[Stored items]
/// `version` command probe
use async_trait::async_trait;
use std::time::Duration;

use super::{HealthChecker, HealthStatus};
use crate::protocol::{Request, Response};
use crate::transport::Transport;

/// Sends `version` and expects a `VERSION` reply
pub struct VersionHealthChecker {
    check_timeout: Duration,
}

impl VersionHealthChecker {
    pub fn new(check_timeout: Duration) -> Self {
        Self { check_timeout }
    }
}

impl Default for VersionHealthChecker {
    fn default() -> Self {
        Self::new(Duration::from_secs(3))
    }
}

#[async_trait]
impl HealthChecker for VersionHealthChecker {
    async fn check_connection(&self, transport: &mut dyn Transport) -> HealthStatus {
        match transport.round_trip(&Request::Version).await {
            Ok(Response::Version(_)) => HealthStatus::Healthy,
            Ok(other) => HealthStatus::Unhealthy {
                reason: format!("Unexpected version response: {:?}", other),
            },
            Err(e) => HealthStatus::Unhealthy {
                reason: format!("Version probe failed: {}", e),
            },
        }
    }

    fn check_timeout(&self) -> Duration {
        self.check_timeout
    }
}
--
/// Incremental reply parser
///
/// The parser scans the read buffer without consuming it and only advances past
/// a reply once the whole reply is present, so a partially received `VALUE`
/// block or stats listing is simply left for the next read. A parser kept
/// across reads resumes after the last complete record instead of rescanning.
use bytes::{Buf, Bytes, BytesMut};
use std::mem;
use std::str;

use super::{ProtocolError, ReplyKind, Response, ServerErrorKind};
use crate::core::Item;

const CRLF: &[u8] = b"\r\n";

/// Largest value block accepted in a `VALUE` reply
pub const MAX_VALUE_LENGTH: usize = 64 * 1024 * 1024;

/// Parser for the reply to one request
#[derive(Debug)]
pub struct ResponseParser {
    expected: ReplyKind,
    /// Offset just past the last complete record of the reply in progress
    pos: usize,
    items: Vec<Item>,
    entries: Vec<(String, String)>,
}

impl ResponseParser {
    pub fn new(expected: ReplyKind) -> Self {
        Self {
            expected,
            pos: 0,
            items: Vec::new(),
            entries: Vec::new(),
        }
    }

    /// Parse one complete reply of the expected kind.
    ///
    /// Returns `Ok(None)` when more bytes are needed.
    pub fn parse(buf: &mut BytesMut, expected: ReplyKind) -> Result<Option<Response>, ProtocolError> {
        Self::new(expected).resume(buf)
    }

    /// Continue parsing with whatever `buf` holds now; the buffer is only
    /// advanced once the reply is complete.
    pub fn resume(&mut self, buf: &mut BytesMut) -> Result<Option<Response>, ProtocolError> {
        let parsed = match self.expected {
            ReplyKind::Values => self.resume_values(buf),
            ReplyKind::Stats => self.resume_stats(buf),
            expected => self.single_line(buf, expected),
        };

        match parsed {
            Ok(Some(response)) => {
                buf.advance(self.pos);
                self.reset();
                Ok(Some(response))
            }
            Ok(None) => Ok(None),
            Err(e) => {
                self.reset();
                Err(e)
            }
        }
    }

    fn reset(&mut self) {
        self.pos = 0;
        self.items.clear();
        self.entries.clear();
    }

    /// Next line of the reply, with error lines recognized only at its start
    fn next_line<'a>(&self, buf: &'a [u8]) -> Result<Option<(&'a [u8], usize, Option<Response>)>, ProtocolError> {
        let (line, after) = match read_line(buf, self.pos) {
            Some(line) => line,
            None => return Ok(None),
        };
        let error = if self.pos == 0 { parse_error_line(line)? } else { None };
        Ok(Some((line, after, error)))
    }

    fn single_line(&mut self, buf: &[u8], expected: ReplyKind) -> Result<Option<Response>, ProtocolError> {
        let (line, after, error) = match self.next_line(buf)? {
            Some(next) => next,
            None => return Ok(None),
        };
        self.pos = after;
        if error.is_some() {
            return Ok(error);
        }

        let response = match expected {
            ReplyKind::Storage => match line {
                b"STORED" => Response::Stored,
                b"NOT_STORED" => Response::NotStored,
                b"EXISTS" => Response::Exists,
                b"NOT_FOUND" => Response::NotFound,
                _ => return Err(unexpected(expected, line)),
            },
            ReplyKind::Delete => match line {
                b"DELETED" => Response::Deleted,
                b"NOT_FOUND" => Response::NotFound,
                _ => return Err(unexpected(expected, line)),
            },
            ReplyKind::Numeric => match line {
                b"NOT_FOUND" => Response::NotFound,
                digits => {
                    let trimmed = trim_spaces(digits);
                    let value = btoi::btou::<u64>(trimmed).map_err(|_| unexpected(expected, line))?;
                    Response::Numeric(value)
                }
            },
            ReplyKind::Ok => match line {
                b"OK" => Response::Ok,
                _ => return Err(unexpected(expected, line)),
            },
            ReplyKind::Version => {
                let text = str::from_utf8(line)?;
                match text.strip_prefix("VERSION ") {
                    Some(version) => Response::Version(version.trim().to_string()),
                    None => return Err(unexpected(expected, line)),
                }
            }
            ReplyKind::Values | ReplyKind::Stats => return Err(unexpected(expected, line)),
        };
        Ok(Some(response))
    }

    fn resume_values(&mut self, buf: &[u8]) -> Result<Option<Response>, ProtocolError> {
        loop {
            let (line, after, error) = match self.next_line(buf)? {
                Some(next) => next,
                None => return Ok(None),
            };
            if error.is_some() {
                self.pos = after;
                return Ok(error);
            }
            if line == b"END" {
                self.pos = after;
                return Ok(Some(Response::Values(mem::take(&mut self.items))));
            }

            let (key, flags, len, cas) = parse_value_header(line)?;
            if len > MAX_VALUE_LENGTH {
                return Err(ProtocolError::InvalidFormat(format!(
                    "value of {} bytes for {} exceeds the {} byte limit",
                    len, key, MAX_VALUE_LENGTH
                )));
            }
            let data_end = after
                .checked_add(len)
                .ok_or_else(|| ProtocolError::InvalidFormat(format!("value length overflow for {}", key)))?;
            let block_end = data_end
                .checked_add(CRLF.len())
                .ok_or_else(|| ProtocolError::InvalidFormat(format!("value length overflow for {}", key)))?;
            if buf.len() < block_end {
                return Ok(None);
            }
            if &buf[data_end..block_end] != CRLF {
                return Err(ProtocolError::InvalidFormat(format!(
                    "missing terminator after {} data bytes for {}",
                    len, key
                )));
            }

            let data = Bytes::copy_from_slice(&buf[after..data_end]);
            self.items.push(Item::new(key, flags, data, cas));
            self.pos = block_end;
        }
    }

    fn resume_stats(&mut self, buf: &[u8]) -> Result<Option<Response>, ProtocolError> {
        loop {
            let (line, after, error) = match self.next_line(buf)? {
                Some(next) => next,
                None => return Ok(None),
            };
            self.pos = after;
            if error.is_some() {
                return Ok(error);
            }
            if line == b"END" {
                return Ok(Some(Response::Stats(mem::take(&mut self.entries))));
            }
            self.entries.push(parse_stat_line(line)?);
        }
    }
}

* **Your assignment**
Each line above that contains the word "complete" should be copied.

* **The answer**
/// across reads resumes after the last complete record instead of rescanning.
    /// Offset just past the last complete record of the reply in progress
    /// Parse one complete reply of the expected kind.
    /// advanced once the reply is complete.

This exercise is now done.